Pierwszy miesiąc to była masakra, dla mnie dla organizmu i dla rodziny nawet
Przedewszystkim zaczełem robić wszystko sam chodzi tu o gotowanie, szykowanie jedzenia i co najważniejsze zakupy. Nie przypominam sobie żeby w ciągu już tych 5 tygodni ktoś mi pomagał i to jest bardzo na + pełna kontrola nady tym co dokładnie i ile jem.
Po drugie zmiena nastawienia i to jest bardzo ważne, przedewszystkim uświadomienie sobie tego że jedzenie nie jest w życiu najwazniejsze, że jak nie zjesz tego czy tamtego to nic się nie stanie nie będziesz gorszy ale
ZDROWSZY!
Ćwiczenia to siłownia+ codziennie tak w godzinach 18/20 bieganie. Teraz mam już w miare kondycję i robie po 2/4km z czasem będzie coraz więcej. Do tego dochodzi wiadomo lato jest więc rower, koszykówka, siatkówka plażowa i czasem basen/nad wode.
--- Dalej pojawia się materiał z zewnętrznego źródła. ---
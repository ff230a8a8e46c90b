//! Task-mode editing requests.
//!
//! The HTTP surface sends `task` and `tone` as free strings. They are parsed
//! into closed enums here, each with an explicit fallback arm so that unknown
//! values degrade to a generic template instead of being rejected.

use std::fmt;

/// The editing operation requested by the client.
#[derive(Debug, Clone, PartialEq, Eq)]
pub enum Task {
    Summarize,
    Proofread,
    Paraphrase,
    Rewrite,
    /// Any unrecognized task label, kept verbatim for logging.
    Other(String),
}

impl Task {
    /// Parse a task label. Matching is exact after trimming, like the
    /// labels the web UI sends.
    #[must_use]
    pub fn parse(s: &str) -> Self {
        match s.trim() {
            "Summarize" => Self::Summarize,
            "Proofread" => Self::Proofread,
            "Paraphrase" => Self::Paraphrase,
            "Rewrite" => Self::Rewrite,
            other => Self::Other(other.to_string()),
        }
    }

    /// Label used in logs and responses.
    #[must_use]
    pub fn as_str(&self) -> &str {
        match self {
            Self::Summarize => "Summarize",
            Self::Proofread => "Proofread",
            Self::Paraphrase => "Paraphrase",
            Self::Rewrite => "Rewrite",
            Self::Other(label) => label,
        }
    }
}

impl fmt::Display for Task {
    fn fmt(&self, f: &mut fmt::Formatter<'_>) -> fmt::Result {
        f.write_str(self.as_str())
    }
}

/// Style modifier for [`Task::Rewrite`].
#[derive(Debug, Clone, Default, PartialEq, Eq)]
pub enum Tone {
    #[default]
    Neutral,
    Professional,
    Friendly,
    Concise,
    Academic,
    /// The client asked for a free-form tone carried in `customTone`.
    Custom,
    /// Unrecognized tone label, embedded verbatim into the open template.
    Other(String),
}

impl Tone {
    pub const DEFAULT_LABEL: &'static str = "Neutral";

    #[must_use]
    pub fn parse(s: &str) -> Self {
        match s.trim() {
            "Neutral" => Self::Neutral,
            "Professional" => Self::Professional,
            "Friendly" => Self::Friendly,
            "Concise" => Self::Concise,
            "Academic" => Self::Academic,
            "Custom" => Self::Custom,
            other => Self::Other(other.to_string()),
        }
    }

    #[must_use]
    pub fn as_str(&self) -> &str {
        match self {
            Self::Neutral => "Neutral",
            Self::Professional => "Professional",
            Self::Friendly => "Friendly",
            Self::Concise => "Concise",
            Self::Academic => "Academic",
            Self::Custom => "Custom",
            Self::Other(label) => label,
        }
    }
}

impl fmt::Display for Tone {
    fn fmt(&self, f: &mut fmt::Formatter<'_>) -> fmt::Result {
        f.write_str(self.as_str())
    }
}

/// A task-mode generation request.
///
/// `text` is opaque user data. It is never interpreted as instructions by
/// the prompt compiler, whatever it contains.
#[derive(Debug, Clone, PartialEq, Eq)]
pub struct GenerationRequest {
    pub task: Task,
    pub tone: Tone,
    /// Free-form tone label, only consulted when `tone` is [`Tone::Custom`].
    pub custom_tone: Option<String>,
    pub text: String,
}

impl GenerationRequest {
    /// Build a request from the raw wire strings.
    pub fn from_labels(
        task: &str,
        tone: Option<&str>,
        custom_tone: Option<String>,
        text: impl Into<String>,
    ) -> Self {
        Self {
            task: Task::parse(task),
            tone: tone.map_or_else(Tone::default, Tone::parse),
            custom_tone,
            text: text.into(),
        }
    }

    /// The custom tone label if it is usable (present and non-blank).
    #[must_use]
    pub fn effective_custom_tone(&self) -> Option<&str> {
        self.custom_tone
            .as_deref()
            .map(str::trim)
            .filter(|t| !t.is_empty())
    }
}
No i biore witaminy, codziennie na wieczór Plusz z Magnesem+ codziennie po śniadaniu Olimp Vita-min plus 1kaps.
Co ci moge powiedzieć.. zdecydowanie lepsze samopoczucie jest, na wadze co ciekawe mam tylko 2kg mniej ale za to w pasie 5cm spadło. Moge w końcu nosić stare ubrania, do których mam sentyment a szczególnie do koszulki Jordana. Ja się nastawiłem na to że redukcja to nie kwestia miesiąca/dwóch nie staraj sobie wmawaic tego ze po tygodniu bedzie dobrze bo tak nie jest. Ważne jest to jak będziesz sie czuł po tych nie wiem 2/4/6 miesiącach.
Jeszcze co do supli to kreatyne i spalacze stosuje. 4tygodnie jechałem na
olimp thermo speed a teraz cały Sierpień to Scorch. Potem z tydzień/dwa regeneracji i znowu 8tyg. redukcji.